▶ **How to complete this task**
Scan the data below and state the number of lines that include the word "warn", adding no comment.

|---|

impl SupervisorActor {
    pub(super) fn new(
        config: SupervisorConfig,
        bridge: StdioBridge,
        events_tx: mpsc::UnboundedSender<SupervisorEvent>,
        status_tx: watch::Sender<SupervisorStatus>,
    ) -> Self {
        let policy = RestartPolicy::from_config(&config.restart);

        Self {
            config,
            state: SupervisorStateMachine::new("supervisor"),
            policy,
            flags: SupervisorFlags {
                is_shutting_down: false,
                should_restart: true,
            },
            stats: SupervisorStats::default(),
            child: None,
            next_generation: 1,
            bridge,
            watcher: None,
            aux_tasks: Vec::new(),
            events_tx,
            status_tx,
            outcome: None,
        }
    }

    pub(super) fn bridge(&self) -> &StdioBridge {
        &self.bridge
    }

    pub(super) fn set_watcher(&mut self, watcher: FileWatcher) {
        if self.flags.is_shutting_down {
            return;
        }
        self.watcher = Some(watcher);
    }

    pub(super) fn add_aux_task(&mut self, task: JoinHandle<()>) {
        self.aux_tasks.push(task);
    }

    pub(super) fn is_finished(&self) -> bool {
        self.outcome.is_some()
    }

    /// Main event loop. Returns once the supervisor reached `Terminated`.
    pub(super) async fn run(
        mut self,
        mut events_rx: mpsc::UnboundedReceiver<SupervisorEvent>,
    ) -> SupervisorReport {
        while self.outcome.is_none() {
            match events_rx.recv().await {
                Some(event) => {
                    self.handle_event(event);
                    self.publish_status();
                }
                None => {
                    // The actor holds a sender itself, so this means a bug elsewhere
                    error!("Event channel closed unexpectedly");
                    self.finish(SupervisorOutcome::Graceful, "event channel closed");
                }
            }
        }

        for task in self.aux_tasks.drain(..) {
            task.abort();
        }

        if !self.bridge.drain_output(OUTPUT_DRAIN_TIMEOUT).await {
            debug!("Stopped forwarding output of the last target process");
        }

        let outcome = self.outcome.unwrap_or(SupervisorOutcome::Graceful);
        info!(
            ?outcome,
            spawn_attempts = self.stats.spawn_attempts,
            intentional_restarts = self.stats.intentional_restarts,
            forced_kills = self.stats.forced_kills,
            "Supervisor terminated"
        );

        SupervisorReport {
            outcome,
            spawn_attempts: self.stats.spawn_attempts,
            intentional_restarts: self.stats.intentional_restarts,
            forced_kills: self.stats.forced_kills,
            state_history: self.state.state_history().to_vec(),
            stdio: self.bridge.status(),
        }
    }

    fn handle_event(&mut self, event: SupervisorEvent) {
        match event {
            SupervisorEvent::ChildExited { generation, status } => {
                self.handle_child_exited(generation, status)
            }
            SupervisorEvent::ChildError { generation, error } => {
                self.handle_child_error(generation, error)
            }
            SupervisorEvent::RestartDue => self.handle_restart_due(),
            SupervisorEvent::GraceExpired { generation } => self.handle_grace_expired(generation),
            SupervisorEvent::AttemptsStable { generation } => {
                self.handle_attempts_stable(generation)
            }
            SupervisorEvent::FileChanged { path } => self.handle_file_changed(path),
            SupervisorEvent::ShutdownRequested { source } => self.request_shutdown(source),
        }
    }

    // ------------------------------------------------------------------
    // Spawning
    // ------------------------------------------------------------------

    /// Try to start a new child. Spawn failures take the crash path.
    pub(super) fn spawn_target(&mut self) {
        if self.flags.is_shutting_down || self.outcome.is_some() {
            return;
        }
        if self.child.is_some() {
            warn!("Spawn requested while a target process is alive, ignoring");
            return;
        }

        log_transition(self.state.transition_to_spawning());
        self.stats.spawn_attempts += 1;

        let target = &self.config.target;
        info!(
            command = %target.command_line(),
            attempt = self.stats.spawn_attempts,
            "Starting target process"
        );

        let args = target.resolved_args();
        let spawned = proxy_process::spawn_piped(
            &target.command,
            &args,
            target.working_directory.as_deref(),
        );

        match spawned {
            Ok(mut child) => {
                let generation = self.next_generation;
                self.next_generation += 1;

                self.bridge.attach_child(generation, &mut child);
                let handle = ChildProcessHandle::monitor(child, generation, self.events_tx.clone());
                let pid = handle.pid();
                self.child = Some(handle);

                log_transition(self.state.transition_to_running(pid));
                info!(pid, generation, "Target process started successfully");

                let reset_after = self.config.restart.reset_after;
                if reset_after.is_zero() {
                    self.policy.reset();
                } else {
                    self.schedule(reset_after, SupervisorEvent::AttemptsStable { generation });
                }
            }
            Err(e) => {
                error!("Failed to start target process: {}", e);
                self.handle_crash(&format!("spawn failed: {}", e));
            }
        }
    }

    fn handle_restart_due(&mut self) {
        if self.flags.is_shutting_down || self.state.current_state() != SupervisorState::AwaitingRestart
        {
            debug!(state = %self.state.current_state(), "Ignoring stale restart timer");
            return;
        }
        self.spawn_target();
    }

    fn handle_attempts_stable(&mut self, generation: u64) {
        if self.flags.is_shutting_down {
            return;
        }
        if self.child.as_ref().map(|c| c.generation()) == Some(generation) {
            self.policy.reset();
        }
    }

    // ------------------------------------------------------------------
    // Child exit
    // ------------------------------------------------------------------

    fn handle_child_exited(&mut self, generation: u64, status: ExitStatus) {
        let description = describe_exit(&status);
        if status.success() {
            info!(generation, "Target process exited with {}", description);
        } else {
            warn!(generation, "Target process exited with {}", description);
        }
        self.handle_child_gone(generation, &description);
    }

    fn handle_child_error(&mut self, generation: u64, error: ProcessError) {
        error!(generation, "Target process error: {}", error);
        self.handle_child_gone(generation, &error.to_string());
    }

    fn handle_child_gone(&mut self, generation: u64, reason: &str) {
        let Some(child) = self.take_child(generation) else {
            debug!(generation, "Ignoring event from a previous target process");
            return;
        };
        self.bridge.detach(generation);
        debug!(
            generation,
            uptime_ms = child.uptime().num_milliseconds(),
            "Target process gone"
        );

        if self.flags.is_shutting_down {
            self.finish(SupervisorOutcome::Graceful, "Target process stopped");
            return;
        }

        if child.is_intentional_restart() {
            self.stats.intentional_restarts += 1;
            log_transition(
                self.state
                    .transition_to_awaiting_restart("Restarting after file change".to_string()),
            );
            self.spawn_target();
            return;
        }

        self.handle_crash(reason);
    }

    /// Count a failure against the budget and schedule the next spawn.
    fn handle_crash(&mut self, reason: &str) {
        if self.flags.is_shutting_down || !self.flags.should_restart {
            return;
        }

        log_transition(self.state.transition_to_awaiting_restart(reason.to_string()));

        match self.policy.on_failure() {
            RestartDecision::Retry { attempt, delay } => {
                info!(
                    attempt,
                    max_attempts = self.policy.max_attempts(),
                    delay_ms = delay.as_millis() as u64,
                    "Scheduling restart in {}ms (attempt {}/{})",
                    delay.as_millis(),
                    attempt,
                    self.policy.max_attempts()
                );
                self.schedule(delay, SupervisorEvent::RestartDue);
            }
            RestartDecision::Exhausted { .. } => {
                error!(
                    "Max restart attempts ({}) reached. Exiting.",
                    self.policy.max_attempts()
                );
                self.flags.should_restart = false;
                self.finish(SupervisorOutcome::Exhausted, "Restart attempts exhausted");
            }
        }
    }

    // ------------------------------------------------------------------
    // Intentional restart
    // ------------------------------------------------------------------

    fn handle_file_changed(&mut self, path: std::path::PathBuf) {
        if self.flags.is_shutting_down {
            return;
        }
        let Some(child) = self.child.as_mut() else {
            debug!(path = %path.display(), "File changed while no target process is running");
            return;
        };
        if child.termination_requested() {
            debug!(path = %path.display(), "Restart already in progress");
            return;
        }

        info!("File change detected: {}, restarting target process...", path.display());
        info!(pid = child.pid(), "Terminating target process for restart...");
        child.mark_intentional_restart();
        child.request_termination();

        let generation = child.generation();
        self.schedule(
            self.config.shutdown.restart_grace_timeout,
            SupervisorEvent::GraceExpired { generation },
        );
    }

    fn handle_grace_expired(&mut self, generation: u64) {
        let Some(child) = self.child.as_mut().filter(|c| c.generation() == generation) else {
            return;
        };

        if !child.kill_sent() {
            warn!(pid = child.pid(), "Force killing target process...");
            child.force_kill();
            self.stats.forced_kills += 1;
            self.schedule(KILL_CONFIRM_TIMEOUT, SupervisorEvent::GraceExpired { generation });
            return;
        }

        warn!(pid = child.pid(), "Target process did not exit after SIGKILL");
        if self.flags.is_shutting_down {
            self.child = None;
            self.bridge.detach(generation);
            self.finish(SupervisorOutcome::Graceful, "Target process killed");
        }
    }

    // ------------------------------------------------------------------
    // Shutdown
    // ------------------------------------------------------------------

    /// Start the shutdown sequence. Idempotent.
    pub(super) fn request_shutdown(&mut self, source: ShutdownSource) {
        if self.flags.is_shutting_down || self.outcome.is_some() {
            debug!(%source, "Shutdown already in progress");
            return;
        }

        info!(%source, "Shutting down proxy...");
        self.flags.is_shutting_down = true;
        self.flags.should_restart = false;
        self.watcher = None;

        log_transition(
            self.state
                .transition_to_shutting_down(format!("Shutdown requested ({})", source)),
        );

        if self.child.is_none() {
            self.finish(SupervisorOutcome::Graceful, "No target process running");
            return;
        }
        let Some(child) = self.child.as_mut() else {
            return;
        };

        info!(pid = child.pid(), "Terminating target process...");
        child.request_termination();

        let generation = child.generation();
        self.schedule(
            self.config.shutdown.grace_timeout,
            SupervisorEvent::GraceExpired { generation },
        );
    }

    fn finish(&mut self, outcome: SupervisorOutcome, reason: &str) {
        if self.outcome.is_some() {
            return;
        }

        log_transition(self.state.transition_to_terminated(reason.to_string()));
        self.outcome = Some(outcome);
        self.flags.should_restart = false;
        self.watcher = None;

        match outcome {
            SupervisorOutcome::Graceful => info!("Shutdown complete"),
            SupervisorOutcome::Exhausted => error!("Supervisor giving up"),
        }
        self.publish_status();
    }

    // ------------------------------------------------------------------
    // Helpers
    // ------------------------------------------------------------------

    /// Take the child handle if it belongs to `generation`
    fn take_child(&mut self, generation: u64) -> Option<ChildProcessHandle> {
        if self.child.as_ref().map(|c| c.generation()) == Some(generation) {
            self.child.take()
        } else {
            None
        }
    }

    /// Post `event` after `delay`. The timer is never cancelled.
    fn schedule(&self, delay: Duration, event: SupervisorEvent) {
        let events_tx = self.events_tx.clone();
        tokio::spawn(async move {
            tokio::time::sleep(delay).await;
            let _ = events_tx.send(event);
        });
    }

    pub(super) fn status(&self) -> SupervisorStatus {
        SupervisorStatus {
            state: self.state.current_state(),
            state_since: self.state.last_transition_time(),
            generation: self.child.as_ref().map(|c| c.generation()),
            pid: self.child.as_ref().and_then(|c| c.pid()),
            attempt_count: self.policy.attempt_count(),
            last_failure: self.policy.last_failure_time(),
            spawn_attempts: self.stats.spawn_attempts,
            intentional_restarts: self.stats.intentional_restarts,
            forced_kills: self.stats.forced_kills,
            shutting_down: self.flags.is_shutting_down,
        }
    }

    pub(super) fn publish_status(&self) {
        self.status_tx.send_replace(self.status());
    }
}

|---|

▶ **Output for this task**
4